How Costco masters the economics of exclusivity

Costco Canada is reinforcing its commitment to membership exclusivity by introducing advanced card scanners at store entrances

By Sylvain Charlebois

Costco Canada is doubling down on its commitment to membership exclusivity, signalling a shift towards a more disciplined and controlled shopping environment. The retail giant is currently piloting advanced membership card scanners at several locations across Ontario, Alberta, Saskatchewan, and British Columbia.

These scanners, positioned at store entrances, mandate that shoppers authenticate their membership before entry. For non-members, access is restricted unless accompanied by a valid cardholder.

Nevertheless, there remain limited avenues for non-members to gain entry. A one-day pass, obtainable twice annually, offers temporary access, while those with gift cards or seeking pharmacy services can also bypass the membership requirement.

This strategic move aligns entirely with Costco’s distinct and highly profitable business model.
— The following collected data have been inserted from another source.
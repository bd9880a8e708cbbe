//! Provider-layer stream parts.
//!
//! A streaming completion yields [`StreamPart`]s. The step streamer translates
//! the parts it understands into run events and accumulates them into a step
//! aggregate; anything else is skipped.

use serde::{Deserialize, Serialize};
use serde_json::Value;

use crate::tool::ToolCall;
use crate::usage::Usage;

/// One chunk of a streaming completion.
#[derive(Debug, Clone, PartialEq, Serialize, Deserialize)]
#[serde(tag = "type", rename_all = "snake_case")]
#[non_exhaustive]
pub enum StreamPart {
    /// Incremental text content.
    TextDelta {
        /// The text fragment.
        delta: String,
    },

    /// The model requested a tool invocation.
    ToolCall {
        /// The requested call.
        tool_call: ToolCall,
    },

    /// The model requested a tool invocation that requires human approval.
    ToolApprovalRequest {
        /// Identifier the eventual approval response must echo.
        approval_id: String,
        /// The tool call awaiting approval.
        tool_call_id: String,
        /// Name of the gated tool.
        tool_name: String,
        /// Arguments the model supplied.
        tool_args: Value,
        /// Human-readable description of what is being approved.
        description: String,
    },

    /// The step finished.
    FinishStep {
        /// Why the model stopped.
        finish_reason: FinishReason,
        /// Token usage for the step.
        usage: Usage,
    },

    /// A part this executor does not interpret.
    Other,
}

impl StreamPart {
    /// Create a text delta part.
    pub fn text_delta(delta: impl Into<String>) -> Self {
        Self::TextDelta {
            delta: delta.into(),
        }
    }

    /// Create a tool call part.
    #[must_use]
    pub const fn tool_call(tool_call: ToolCall) -> Self {
        Self::ToolCall { tool_call }
    }

    /// Create a finish-step part.
    #[must_use]
    pub const fn finish(finish_reason: FinishReason, usage: Usage) -> Self {
        Self::FinishStep {
            finish_reason,
            usage,
        }
    }

    /// Whether this part terminates the step.
    #[must_use]
    pub const fn is_finish(&self) -> bool {
        matches!(self, Self::FinishStep { .. })
    }
}

/// Reason why the model stopped generating a step.
#[derive(Debug, Clone, Copy, PartialEq, Eq, Hash, Default, Serialize, Deserialize)]
#[serde(rename_all = "snake_case")]
#[non_exhaustive]
pub enum FinishReason {
    /// Natural stop (end of response).
    #[default]
    Stop,
    /// Model decided to call tools.
    ToolCalls,
    /// Maximum token limit reached.
    Length,
    /// Content was filtered.
    ContentFilter,
    /// The provider reported an error.
    Error,
    /// Anything else.
    Other,
}

impl FinishReason {
    /// String representation of the reason.
    #[must_use]
    pub const fn as_str(&self) -> &'static str {
        match self {
            Self::Stop => "stop",
            Self::ToolCalls => "tool_calls",
            Self::Length => "length",
            Self::ContentFilter => "content_filter",
            Self::Error => "error",
            Self::Other => "other",
        }
    }
}

#[cfg(test)]
mod tests {
    use super::*;
    use serde_json::json;

    #[test]
    fn tagged_serialization() {
        let part = StreamPart::text_delta("hi");
        let json = serde_json::to_value(&part).unwrap();
        assert_eq!(json["type"], "text_delta");
        assert_eq!(json["delta"], "hi");
    }

    #[test]
    fn approval_request_roundtrip() {
        let part = StreamPart::ToolApprovalRequest {
            approval_id: "A1".into(),
            tool_call_id: "c1".into(),
            tool_name: "delete".into(),
            tool_args: json!({"path": "/tmp/x"}),
            description: "delete /tmp/x".into(),
        };
        let back: StreamPart =
            serde_json::from_value(serde_json::to_value(&part).unwrap()).unwrap();
        assert_eq!(back, part);
    }

    #[test]
    fn finish_detects() {
        assert!(StreamPart::finish(FinishReason::Stop, Usage::zero()).is_finish());
        assert!(!StreamPart::text_delta("x").is_finish());
    }
}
Unlike traditional retailers, Costco derives a substantial portion of its profitability from membership fees rather than retail markups. Costco has effectively transformed its customer base into a revenue stream by monetizing access to its vast inventory – predominantly financed by suppliers. With over five million active members in Canada, the company generates approximately $325 million annually from membership fees alone, before a single product is sold. This speaks volumes about the financial acumen behind Costco’s operations.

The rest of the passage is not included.